Nadia Murad non è la sola giovane donna ad aver subìto questo destino. 7000 donne e ragazze hanno condiviso la sua stessa sorte nel 2014. Nadia è diventata la schiava sessuale di un giudice Isis di alto rango, e si è dovuta abituare ad accettare una vita fatta di stupri e di violenze come se quella fosse la normalità, una vera quotidianità. Nadia ha raccontato che le donne catturate vengono munite di documenti Isis nell’eventualità che tentino di fuggire. Lei ci ha provato e ci è riuscita, dopo un tentativo andato a vuoto. Molte altre donne sono state meno fortunate di lei: sono state riconsegnate all’Isis dalle persone a cui avevano chiesto aiuto.
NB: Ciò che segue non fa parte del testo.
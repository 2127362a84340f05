//! Typed event stream protocol.
//!
//! Builds on the `weft-stream-event` crate's type+payload/envelope split and
//! a channel-based emission style: every agent invocation emits exactly one
//! `AgentStart` on entry and exactly one `AgentEnd` on exit, over a bounded
//! `tokio::sync::mpsc` channel with a default capacity of 64.

use serde::{Deserialize, Serialize};
use tokio::sync::mpsc;
use tokio_util::sync::CancellationToken;

use crate::types::{ToolCall, ToolResult, Usage};

/// Default event channel buffer size.
pub const DEFAULT_CHANNEL_CAPACITY: usize = 64;

/// Discriminated event union streamed by every agent.
/// Each variant carries the emitting agent's name and, for forwarded
/// sub-agent events, the originating sub-agent's name.
#[derive(Clone, Debug, Serialize, Deserialize)]
#[serde(tag = "type", rename_all = "snake_case")]
pub enum StreamEvent {
    TextDelta {
        agent: String,
        sub_agent: Option<String>,
        text: String,
    },
    ThinkingDelta {
        agent: String,
        sub_agent: Option<String>,
        text: String,
    },
    ToolCallStart {
        agent: String,
        sub_agent: Option<String>,
        call: ToolCall,
    },
    ToolCallDelta {
        agent: String,
        sub_agent: Option<String>,
        id: String,
        arguments_delta: String,
    },
    ToolCallEnd {
        agent: String,
        sub_agent: Option<String>,
        id: String,
    },
    ToolResultEvent {
        agent: String,
        sub_agent: Option<String>,
        id: String,
        result: ToolResult,
    },
    AgentStart {
        agent: String,
        sub_agent: Option<String>,
    },
    AgentEnd {
        agent: String,
        sub_agent: Option<String>,
    },
    InputReceived {
        agent: String,
        sub_agent: Option<String>,
        input: String,
    },
    InputRequest {
        agent: String,
        sub_agent: Option<String>,
        question: String,
    },
    InputResponse {
        agent: String,
        sub_agent: Option<String>,
        text: String,
    },
    Suspend {
        agent: String,
        sub_agent: Option<String>,
    },
    Resume {
        agent: String,
        sub_agent: Option<String>,
    },
    UsageUpdate {
        agent: String,
        sub_agent: Option<String>,
        usage: Usage,
    },
}

impl StreamEvent {
    /// The emitting agent's own name (never the forwarded sub-agent name).
    pub fn agent(&self) -> &str {
        match self {
            StreamEvent::TextDelta { agent, .. }
            | StreamEvent::ThinkingDelta { agent, .. }
            | StreamEvent::ToolCallStart { agent, .. }
            | StreamEvent::ToolCallDelta { agent, .. }
            | StreamEvent::ToolCallEnd { agent, .. }
            | StreamEvent::ToolResultEvent { agent, .. }
            | StreamEvent::AgentStart { agent, .. }
            | StreamEvent::AgentEnd { agent, .. }
            | StreamEvent::InputReceived { agent, .. }
            | StreamEvent::InputRequest { agent, .. }
            | StreamEvent::InputResponse { agent, .. }
            | StreamEvent::Suspend { agent, .. }
            | StreamEvent::Resume { agent, .. }
            | StreamEvent::UsageUpdate { agent, .. } => agent,
        }
    }

    pub fn is_input_received(&self) -> bool {
        matches!(self, StreamEvent::InputReceived { .. })
    }

    pub fn is_agent_start(&self) -> bool {
        matches!(self, StreamEvent::AgentStart { .. })
    }

    pub fn is_agent_end(&self) -> bool {
        matches!(self, StreamEvent::AgentEnd { .. })
    }

    /// Bridges this in-process event into the wire protocol's `ProtocolEvent`
    /// (see `weft-stream-event`), for a remote consumer such as a CLI or
    /// websocket client. This crate never serializes `StreamEvent` directly
    /// onto the wire; the bridge keeps the protocol shape independent of the
    /// runtime's internal enum.
    pub fn to_protocol_event(&self) -> weft_stream_event::ProtocolEvent {
        use weft_stream_event::ProtocolEvent as P;
        match self {
            StreamEvent::TextDelta { agent, sub_agent, text } => P::TextDelta {
                agent: agent.clone(),
                sub_agent: sub_agent.clone(),
                text: text.clone(),
            },
            StreamEvent::ThinkingDelta { agent, sub_agent, text } => P::ThinkingDelta {
                agent: agent.clone(),
                sub_agent: sub_agent.clone(),
                text: text.clone(),
            },
            StreamEvent::ToolCallStart { agent, sub_agent, call } => P::ToolCallStart {
                agent: agent.clone(),
                sub_agent: sub_agent.clone(),
                call: serde_json::to_value(call).unwrap_or(serde_json::Value::Null),
            },
            StreamEvent::ToolCallDelta {
                agent,
                sub_agent,
                id,
                arguments_delta,
            } => P::ToolCallDelta {
                agent: agent.clone(),
                sub_agent: sub_agent.clone(),
                id: id.clone(),
                arguments_delta: arguments_delta.clone(),
            },
            StreamEvent::ToolCallEnd { agent, sub_agent, id } => P::ToolCallEnd {
                agent: agent.clone(),
                sub_agent: sub_agent.clone(),
                id: id.clone(),
            },
            StreamEvent::ToolResultEvent {
                agent,
                sub_agent,
                id,
                result,
            } => P::ToolResultEvent {
                agent: agent.clone(),
                sub_agent: sub_agent.clone(),
                id: id.clone(),
                result: serde_json::to_value(result).unwrap_or(serde_json::Value::Null),
            },
            StreamEvent::AgentStart { agent, sub_agent } => P::AgentStart {
                agent: agent.clone(),
                sub_agent: sub_agent.clone(),
            },
            StreamEvent::AgentEnd { agent, sub_agent } => P::AgentEnd {
                agent: agent.clone(),
                sub_agent: sub_agent.clone(),
            },
            StreamEvent::InputReceived { agent, sub_agent, input } => P::InputReceived {
                agent: agent.clone(),
                sub_agent: sub_agent.clone(),
                input: input.clone(),
            },
            StreamEvent::InputRequest {
                agent,
                sub_agent,
                question,
            } => P::InputRequest {
                agent: agent.clone(),
                sub_agent: sub_agent.clone(),
                question: question.clone(),
            },
            StreamEvent::InputResponse { agent, sub_agent, text } => P::InputResponse {
                agent: agent.clone(),
                sub_agent: sub_agent.clone(),
                text: text.clone(),
            },
            StreamEvent::Suspend { agent, sub_agent } => P::Suspend {
                agent: agent.clone(),
                sub_agent: sub_agent.clone(),
            },
            StreamEvent::Resume { agent, sub_agent } => P::Resume {
                agent: agent.clone(),
                sub_agent: sub_agent.clone(),
            },
            StreamEvent::UsageUpdate { agent, sub_agent, usage } => P::UsageUpdate {
                agent: agent.clone(),
                sub_agent: sub_agent.clone(),
                usage: serde_json::to_value(usage).unwrap_or(serde_json::Value::Null),
            },
        }
    }

    /// Re-tags this event as arriving from `sub_agent`, for forwarding across
    /// the Network/router boundary.
    pub fn with_sub_agent(mut self, sub_agent: impl Into<String>) -> Self {
        let sub = Some(sub_agent.into());
        match &mut self {
            StreamEvent::TextDelta { sub_agent, .. }
            | StreamEvent::ThinkingDelta { sub_agent, .. }
            | StreamEvent::ToolCallStart { sub_agent, .. }
            | StreamEvent::ToolCallDelta { sub_agent, .. }
            | StreamEvent::ToolCallEnd { sub_agent, .. }
            | StreamEvent::ToolResultEvent { sub_agent, .. }
            | StreamEvent::AgentStart { sub_agent, .. }
            | StreamEvent::AgentEnd { sub_agent, .. }
            | StreamEvent::InputReceived { sub_agent, .. }
            | StreamEvent::InputRequest { sub_agent, .. }
            | StreamEvent::InputResponse { sub_agent, .. }
            | StreamEvent::Suspend { sub_agent, .. }
            | StreamEvent::Resume { sub_agent, .. }
            | StreamEvent::UsageUpdate { sub_agent, .. } => *sub_agent = sub,
        }
        self
    }
}

/// The consumer-supplied sink every streaming agent writes into.
pub type EventSink = mpsc::Sender<StreamEvent>;
pub type EventSource = mpsc::Receiver<StreamEvent>;

pub fn channel(capacity: usize) -> (EventSink, EventSource) {
    mpsc::channel(capacity)
}

/// Sends one event honouring cancellation. Returns `false` if the context cancelled before the send
/// completed, in which case the caller must stop emitting and fall through to
/// its cleanup path.
pub async fn send_checked(sink: &EventSink, cancel: &CancellationToken, event: StreamEvent) -> bool {
    tokio::select! {
        biased;
        _ = cancel.cancelled() => false,
        result = sink.send(event) => result.is_ok(),
    }
}

#[cfg(test)]
mod tests {
    use super::*;

    #[tokio::test]
    async fn send_checked_delivers_when_not_cancelled() {
        let (tx, mut rx) = channel(4);
        let cancel = CancellationToken::new();
        let sent = send_checked(
            &tx,
            &cancel,
            StreamEvent::AgentStart {
                agent: "a".into(),
                sub_agent: None,
            },
        )
        .await;
        assert!(sent);
        let event = rx.recv().await.unwrap();
        assert!(event.is_agent_start());
    }

    #[tokio::test]
    async fn send_checked_returns_false_once_cancelled() {
        let (tx, _rx) = channel(4);
        let cancel = CancellationToken::new();
        cancel.cancel();
        let sent = send_checked(
            &tx,
            &cancel,
            StreamEvent::AgentEnd {
                agent: "a".into(),
                sub_agent: None,
            },
        )
        .await;
        assert!(!sent);
    }

    #[test]
    fn to_protocol_event_preserves_type_and_fields() {
        let event = StreamEvent::TextDelta {
            agent: "writer".into(),
            sub_agent: None,
            text: "hi".into(),
        };
        let protocol = event.to_protocol_event();
        assert_eq!(protocol.agent(), "writer");
        assert!(!protocol.is_agent_start());
        let value = protocol.to_value().unwrap();
        assert_eq!(value["type"], "text_delta");
        assert_eq!(value["text"], "hi");
    }

    #[test]
    fn with_sub_agent_tags_forwarded_event() {
        let event = StreamEvent::TextDelta {
            agent: "network".into(),
            sub_agent: None,
            text: "hi".into(),
        }
        .with_sub_agent("chat");
        assert_eq!(event.agent(), "network");
        match event {
            StreamEvent::TextDelta { sub_agent, .. } => {
                assert_eq!(sub_agent.as_deref(), Some("chat"));
            }
            _ => panic!("wrong variant"),
        }
    }
}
Non si può non apprezzare e non ammirare il coraggio di Nadia Murad, la quale ha ammesso  che, nonostante non sia facile raccontare la sua storia perché ogni volta è come riviverla, continuerà a raccontare quanto le è accaduto in maniera onesta e concettuale: questa è la sua arma contro il terrorismo e la giovane donna la utilizzerà fino a quando i suoi aguzzini non saranno processati.

Le angherie che la donna ha subìto non sono state soltanto di natura sessuale. Nadia Murad ha raccontato che nel corso della sua prigionia veniva istruita su come venisse forzata a cambiare la sua religione. Ed infatti la comunità yazide abbraccia un credo religioso che si basa sul superamento del dualismo della lotta tra Bene e Male. Secondo gli yazidi, l’angelo peccatore- scaraventato da Dio sulla terra- si sarebbe riscattato con il suo pentimento e avrebbe infine esaudito la volontà di Dio, cancellando il suo peccato.

La comunità non crede, quindi, nell’esistenza né dell’inferno né del male. Il loro credo è stato, però, erroneamente interpretato e strumentalizzato anche dai militanti Isis. Si crede che gli yazidi siano adoratori del diavolo e che incarnino il  male. Le donne yazidi non sono certo da meno: sono viste come le prostitute del diavolo e, quindi, meritevoli di divenire schiave sessuali e di essere impiegate nei postriboli degli jihadisti.